Various methods have been described for derivatizing phospholipids to facilitate their conjugation with other molecules or moieties (for review, see Heath, T. D. and F. J. Martin, Chemistry and Physics of Lipids 1986, 40, pp 347-358). However, each of these methods suffers from various difficulties in practical application. For example, one method comprises glutaraldehyde activation of phosphatidylethanolamine and ultimate conjugation to amines by reductive amination. The problem of dimerization both between the phospholipids and between proteins has made this method less than ideal. An alternative method comprises amide formation between phosphatidylethanolamine and the carboxyl terminus of a peptide or protein. However, this method suffers from low yields and formation of byproducts.
In yet another approach, the phospholipid and the protein are first activated and then reacted to form the conjugate. For example, Hutchinson et. al. describe a method in which a phosphatidylethanolamine is activated with N-succinimidyl-S-acetyl-thioacetate (SATA) and treated with a hydroxylamine to yield a phospholipid-thiol derivative. The protein of interest is also activated with maleimide and then treated with the phospholipid derivative to form a stable conjugate via a thioether (Hutchinson et. al., FEBS Lett. 1986, 234, pp 493-6). In a variation of this protocol, the phosphatidylethanolamine is activated with a maleimido moiety and the lysine residue of a protein is activated with a protected thiol (Loughrey, H. C. et. al., J. Immun. Methods 1990, 132, pp 25-35). In practice, protocols employing these approaches are cumbersome to perform and the cost of the derivatizing agent is prohibitively expensive for scales above multigram quantities.

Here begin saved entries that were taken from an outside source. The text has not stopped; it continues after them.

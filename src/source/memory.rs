//! In-memory keyspace, loadable from a JSON dump.
//!
//! Dump format:
//!
//! ```json
//! {
//!   "keys": {
//!     "cache:page:home": { "type": "string", "size": 2048,
//!                          "stats": { "get_count": 90, "set_count": 10,
//!                                     "size_bytes": 2048, "lifetime_seconds": 300 } },
//!     "cache:menu": { "type": "hash", "size": 512 }
//!   }
//! }
//! ```

use super::{KeySource, KeyStats, KeyType};
use crate::utils::error::SourceError;
use log::{debug, info};
use serde::{Deserialize, Serialize};
use std::collections::BTreeMap;
use std::fs::File;
use std::io::BufReader;
use std::path::Path;

/// Everything known about one key
#[derive(Debug, Clone, Default, PartialEq, Eq, Serialize, Deserialize)]
pub struct KeyRecord {
    #[serde(rename = "type", default)]
    pub key_type: KeyType,

    /// Value size in bytes
    #[serde(default)]
    pub size: u64,

    #[serde(default, skip_serializing_if = "Option::is_none")]
    pub stats: Option<KeyStats>,
}

impl KeyRecord {
    pub fn new(key_type: KeyType, size: u64) -> Self {
        Self {
            key_type,
            size,
            stats: None,
        }
    }

    pub fn with_stats(mut self, stats: KeyStats) -> Self {
        self.stats = Some(stats);
        self
    }
}

/// Key source backed by a map held in memory
#[derive(Debug, Clone, Default, Serialize, Deserialize)]
pub struct MemoryKeySource {
    keys: BTreeMap<String, KeyRecord>,
}

impl MemoryKeySource {
    pub fn new() -> Self {
        Self::default()
    }

    /// Add a key (builder style)
    pub fn with_key(mut self, key: impl Into<String>, record: KeyRecord) -> Self {
        self.insert(key, record);
        self
    }

    pub fn insert(&mut self, key: impl Into<String>, record: KeyRecord) {
        self.keys.insert(key.into(), record);
    }

    pub fn len(&self) -> usize {
        self.keys.len()
    }

    pub fn is_empty(&self) -> bool {
        self.keys.is_empty()
    }

    /// Load a keyspace dump written as JSON
    ///
    /// # Errors
    /// * `SourceError::DumpIo` - file cannot be opened
    /// * `SourceError::DumpFormat` - file is not a valid dump
    pub fn from_json_file(path: impl AsRef<Path>) -> Result<Self, SourceError> {
        let path = path.as_ref();
        debug!("Reading keyspace dump from: {}", path.display());

        let file = File::open(path)?;
        let source: Self = serde_json::from_reader(BufReader::new(file))?;

        info!("Loaded {} keys from {}", source.len(), path.display());
        Ok(source)
    }

    fn record(&self, key: &str) -> Result<&KeyRecord, SourceError> {
        self.keys.get(key).ok_or_else(|| SourceError::Query {
            key: key.to_string(),
            message: "no such key".to_string(),
        })
    }
}

impl KeySource for MemoryKeySource {
    fn list_keys(&mut self) -> Result<Vec<String>, SourceError> {
        Ok(self.keys.keys().cloned().collect())
    }

    fn type_of(&mut self, key: &str) -> Result<KeyType, SourceError> {
        Ok(self.record(key)?.key_type)
    }

    fn size_of(&mut self, key: &str) -> Result<u64, SourceError> {
        let record = self.record(key)?;
        Ok(match record.key_type {
            KeyType::Other => 0,
            _ => record.size,
        })
    }

    fn stats_of(&mut self, key: &str) -> Result<KeyStats, SourceError> {
        Ok(self.record(key)?.stats.unwrap_or_default())
    }
}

Phospholipid conjugates have also been formed by functionalizing phosphatidylethanolamine using a crosslinking reagent (e.g. dithiobis(succinimidyl propionate)) and reacting this intermediate with a lysine-containing protein so that the succinimidyl moiety is displaced by the amino group of the lysine residue (Afzelius, P., Biochem. Biophys. Acta 1989, 979, pp 231-8). However, crosslinking reagents are not economically feasible for producing phospholipid conjugates, particularly on a large scale. In yet another method, phosphatidylethanolamine may be coupled to glycosylated proteins via the protein carbohydrate chain. For example, glycans can be oxidized with sodium periodate to give reactive aldehydes which can then be coupled to phosphatidylethanolamine via reductive amination with sodium cyanoborohydride (Heath, T. et. al., Biochim. Biophys. Acta 1980, 599:42). This method is limited in its application only to glycoproteins and is often associated with low yields and byproduct formation.
None of the heretofore described methods offer a simple, generally applicable, efficient and economical (i.e. practical) means for generating phospholipid conjugates.